Supplied material section start

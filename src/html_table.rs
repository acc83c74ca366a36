//! Table extraction from FBref markup.
//!
//! FBref tables carry a multi-row `<thead>`; only the last header row has the
//! `data-stat` attributes that make usable column names. Headers and body rows
//! are read together from one table element so their order cannot drift apart.

use scraper::{ElementRef, Html, Selector};

use crate::error::ScrapeError;

#[derive(Debug, Clone, PartialEq)]
pub struct ParsedTable {
    pub id: String,
    pub columns: Vec<String>,
    pub rows: Vec<TableRow>,
}

#[derive(Debug, Clone, PartialEq)]
pub struct TableRow {
    pub cells: Vec<String>,
    /// `data-stat` of each cell, parallel to `cells`.
    pub stat_keys: Vec<Option<String>>,
    /// `href` of the first hyperlink anywhere in the row.
    pub link: Option<String>,
}

impl ParsedTable {
    /// Cell text of `column` in `row`, if both exist.
    pub fn cell<'a>(&self, row: &'a TableRow, column: &str) -> Option<&'a str> {
        let idx = self.columns.iter().position(|c| c == column)?;
        row.cells.get(idx).map(String::as_str)
    }
}

impl TableRow {
    /// Cell text by its own `data-stat`, independent of header layout.
    pub fn stat(&self, key: &str) -> Option<&str> {
        let idx = self
            .stat_keys
            .iter()
            .position(|k| k.as_deref() == Some(key))?;
        self.cells.get(idx).map(String::as_str)
    }
}

pub fn parse_document(html: &str) -> Html {
    Html::parse_document(html)
}

/// Convenience for a single lookup; callers reading several tables from one
/// page should parse once with [`parse_document`] and call [`extract_table`].
pub fn parse_table(html: &str, table_id: &str) -> Result<ParsedTable, ScrapeError> {
    extract_table(&parse_document(html), table_id)
}

pub fn extract_table(document: &Html, table_id: &str) -> Result<ParsedTable, ScrapeError> {
    let table_sel = selector("table")?;
    let table = document
        .select(&table_sel)
        .find(|el| el.value().attr("id") == Some(table_id))
        .ok_or_else(|| ScrapeError::TableNotFound {
            table_id: table_id.to_string(),
        })?;

    let header_row_sel = selector("thead tr")?;
    let header_cell_sel = selector("th")?;
    let body_row_sel = selector("tbody tr")?;
    let cell_sel = selector("th, td")?;
    let link_sel = selector("a[href]")?;

    let columns = table
        .select(&header_row_sel)
        .last()
        .map(|row| {
            row.select(&header_cell_sel)
                .map(|th| {
                    th.value()
                        .attr("data-stat")
                        .map(str::to_string)
                        .unwrap_or_else(|| element_text(&th))
                })
                .collect::<Vec<_>>()
        })
        .unwrap_or_default();

    let rows = table
        .select(&body_row_sel)
        .map(|tr| {
            let cells = tr.select(&cell_sel).collect::<Vec<_>>();
            TableRow {
                cells: cells.iter().map(element_text).collect(),
                stat_keys: cells
                    .iter()
                    .map(|c| c.value().attr("data-stat").map(str::to_string))
                    .collect(),
                link: tr
                    .select(&link_sel)
                    .next()
                    .and_then(|a| a.value().attr("href"))
                    .map(str::to_string),
            }
        })
        .collect();

    Ok(ParsedTable {
        id: table_id.to_string(),
        columns,
        rows,
    })
}

fn selector(css: &str) -> Result<Selector, ScrapeError> {
    Selector::parse(css).map_err(|_| ScrapeError::Selector(css.to_string()))
}

fn element_text(el: &ElementRef<'_>) -> String {
    el.text().collect::<String>().trim().to_string()
}

#[cfg(test)]
mod tests {
    use super::{ParsedTable, parse_table};
    use crate::error::ScrapeError;

    const PAGE: &str = r#"
        <html><body>
        <table id="other"><tbody><tr><td>x</td></tr></tbody></table>
        <table id="stats_squads_standard_for">
          <thead>
            <tr><th colspan="2"></th><th colspan="1">Performance</th></tr>
            <tr>
              <th data-stat="team">Squad</th>
              <th data-stat="players_used"># Pl</th>
              <th data-stat="goals">Gls</th>
            </tr>
          </thead>
          <tbody>
            <tr>
              <th data-stat="team"><a href="/en/squads/abc123/Some-Team-Stats">Some Team</a></th>
              <td data-stat="players_used">24</td>
              <td data-stat="goals"> 1,204 </td>
            </tr>
            <tr>
              <th data-stat="team">No Link FC</th>
              <td data-stat="players_used">20</td>
              <td data-stat="goals"></td>
            </tr>
          </tbody>
        </table>
        </body></html>
    "#;

    fn table() -> ParsedTable {
        parse_table(PAGE, "stats_squads_standard_for").expect("table should parse")
    }

    #[test]
    fn uses_last_header_row_data_stat() {
        assert_eq!(table().columns, vec!["team", "players_used", "goals"]);
    }

    #[test]
    fn reads_rows_cells_and_first_link() {
        let t = table();
        assert_eq!(t.rows.len(), 2);
        assert_eq!(t.rows[0].cells, vec!["Some Team", "24", "1,204"]);
        assert_eq!(
            t.rows[0].link.as_deref(),
            Some("/en/squads/abc123/Some-Team-Stats")
        );
        assert_eq!(t.rows[1].link, None);
        assert_eq!(t.cell(&t.rows[1], "goals"), Some(""));
        assert_eq!(t.cell(&t.rows[1], "assists"), None);
        assert_eq!(t.rows[0].stat("goals"), Some("1,204"));
        assert_eq!(t.rows[0].stat("team"), Some("Some Team"));
        assert_eq!(t.rows[0].stat("assists"), None);
    }

    #[test]
    fn cell_outlives_table_borrow() {
        let row = {
            let t = table();
            t.rows[0].clone()
        };
        let t = table();
        let goals = t.cell(&row, "goals");
        drop(t);
        assert_eq!(goals, Some("1,204"));
    }

    #[test]
    fn missing_table_is_reported() {
        let err = parse_table(PAGE, "stats_squads_gca_for").unwrap_err();
        assert!(matches!(
            err,
            ScrapeError::TableNotFound { ref table_id } if table_id == "stats_squads_gca_for"
        ));
    }
}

Supplied material section end

• _Aim of the exercise_
Where a line in the entries holds "Some", copy that line.

• _Reply to the task_
            .position(|k| k.as_deref() == Some(key))?;
        .find(|el| el.value().attr("id") == Some(table_id))
              <th data-stat="team"><a href="/en/squads/abc123/Some-Team-Stats">Some Team</a></th>
        assert_eq!(t.rows[0].cells, vec!["Some Team", "24", "1,204"]);
            Some("/en/squads/abc123/Some-Team-Stats")
        assert_eq!(t.cell(&t.rows[1], "goals"), Some(""));
        assert_eq!(t.rows[0].stat("goals"), Some("1,204"));
        assert_eq!(t.rows[0].stat("team"), Some("Some Team"));
        assert_eq!(goals, Some("1,204"));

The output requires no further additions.